Cats, beads and cameras -- not a good combination!






Many things have kept me from the blog since I said I was back. Today I tried to shape up and focus on my blogs by taking some bead photos I've been meaning to get done for ages. Now that my other blog is back on schedule, I can't keep postponing it.

Unfortunately, if you sit outdoors taking photos because of the good light here, you will attract cats -- something I wrote about in this post (with pics of how it can look). Today I attracted Mimi and Figge. Mimi and photo set-ups are like moths and lamps -- she just have to get into them and sit in them! -- so I did my best to keep her and her dirty little paws as far away as possible. Which meant trying to make her lie down on the other side of the table. But while I was taking photos, she saw an opportunity to edge closer and closer. Finally, she was so close she bumped my set-up (one of these) when sitting down. You know, in that way cats do when they're offended because you don't focus on them when they want you to. Now that wasn't too much of a problem: I'm used to it and held on to the set-up.

No, the problem was when I had taken my last photo and was getting ready to turn off the camera and put all the beads back. I looked down at the camera for a few seconds -- seconds Mimi used to headbutt the lightweight plastic set-up off the table, spreading my little beads (silky beads, 4 mm cubes, 6/0s and 9/0s) on the old and dirty cracked concrete "terrace" where I was sitting. Well, not just on it: I was sitting by the edge so some beads probably fell down below -- in a field of weed, nettles and Himalayan balsam. Gaaah!







We're not going into what carefully chosen words I screamed... After banging me fist in the table, which achieved nothing but hurting my hand. Not even a satisfying loud bang.
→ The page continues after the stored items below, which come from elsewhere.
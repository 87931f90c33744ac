//! # Staff Repository
//!
//! Read and minimal write access for staff.
//!
//! Identity only: authentication and credentials live in the boundary layer,
//! outside this schema. Orders and cash sessions reference staff by id, and
//! role gates in the order flow read the role stored here.

use chrono::Utc;
use sqlx::SqlitePool;
use uuid::Uuid;

use crate::error::{DbError, DbResult};
use fonda_core::{CoreError, Role, Staff, ValidationError};

/// Repository for staff lookups.
#[derive(Debug, Clone)]
pub struct StaffRepository {
    pool: SqlitePool,
}

const STAFF_COLUMNS: &str = "id, username, role, is_active, created_at";

impl StaffRepository {
    /// Creates a new StaffRepository.
    pub fn new(pool: SqlitePool) -> Self {
        StaffRepository { pool }
    }

    /// Gets a staff member by ID.
    pub async fn get_by_id(&self, id: &str) -> DbResult<Staff> {
        let sql = format!("SELECT {STAFF_COLUMNS} FROM staff WHERE id = ?1");

        sqlx::query_as::<_, Staff>(&sql)
            .bind(id)
            .fetch_optional(&self.pool)
            .await?
            .ok_or_else(|| DbError::not_found("Staff", id))
    }

    /// Gets a staff member by username.
    pub async fn get_by_username(&self, username: &str) -> DbResult<Option<Staff>> {
        let sql = format!("SELECT {STAFF_COLUMNS} FROM staff WHERE username = ?1");

        Ok(sqlx::query_as::<_, Staff>(&sql)
            .bind(username)
            .fetch_optional(&self.pool)
            .await?)
    }

    /// Lists active staff sorted by username.
    pub async fn list_active(&self) -> DbResult<Vec<Staff>> {
        let sql =
            format!("SELECT {STAFF_COLUMNS} FROM staff WHERE is_active = 1 ORDER BY username");

        Ok(sqlx::query_as::<_, Staff>(&sql).fetch_all(&self.pool).await?)
    }

    /// Creates a staff member.
    pub async fn create(&self, username: &str, role: Role) -> DbResult<Staff> {
        let staff = Staff {
            id: Uuid::new_v4().to_string(),
            username: username.trim().to_string(),
            role,
            is_active: true,
            created_at: Utc::now(),
        };

        if staff.username.is_empty() {
            return Err(CoreError::from(ValidationError::Required {
                field: "username".to_string(),
            })
            .into());
        }

        sqlx::query(
            "INSERT INTO staff (id, username, role, is_active, created_at) \
             VALUES (?1, ?2, ?3, ?4, ?5)",
        )
        .bind(&staff.id)
        .bind(&staff.username)
        .bind(staff.role)
        .bind(staff.is_active)
        .bind(staff.created_at)
        .execute(&self.pool)
        .await?;

        Ok(staff)
    }

    /// Deactivates a staff member. Historical orders keep referencing them.
    pub async fn deactivate(&self, id: &str) -> DbResult<()> {
        let result = sqlx::query("UPDATE staff SET is_active = 0 WHERE id = ?1")
            .bind(id)
            .execute(&self.pool)
            .await?;

        if result.rows_affected() == 0 {
            return Err(DbError::not_found("Staff", id));
        }
        Ok(())
    }
}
And my hand still hurts now, hours later...

Anyway, I managed to rescue most of the beads. Four silky beads are still lost as are two 4 mm lavender cube beads and an unknown, but luckily small, amount of the seeds.

I really like being able to sit outdoors, taking bead photos, as the light is better than anything I have indoors, but it sure does have its drawbacks... (For another -- not cat related -- example of this, see this post I wrote in 2010.)




So not a disaster, but it still feels like I'm having a Tycho Brahe day as I've had computer problems the rest of the afternoon. Really frustrating, headache-inducing software crashing type of problems. To top it all off, I accidentally deleted a browser add-on I find really useful when I was planning on removing another, which I suspect is causing the browser to run slowly and crash. And now I can't find it again.The computer mouse is just this far from being put in a meat grinder as it's getting inpossible to left click without it either interpreting it as a double (or triple) click or no click at all. This is the problem with living in the countryside: I can't just pop in to the nearest store to pick up a new one and ordering online cost money for shipping and take days. It just keeps getting better and better...

So a lot of time and energy focused on stuff like that instead of on blogging, editing photos etc. Still, hope to be able to show some pics soon and get back into blogging. It's also the reason why I haven't had much time to answer comments and e-mails these last couple of weeks.

Sunday, 4 May 2014

Playing with a monochrome and neutral palette (jewelry making mojo challenge)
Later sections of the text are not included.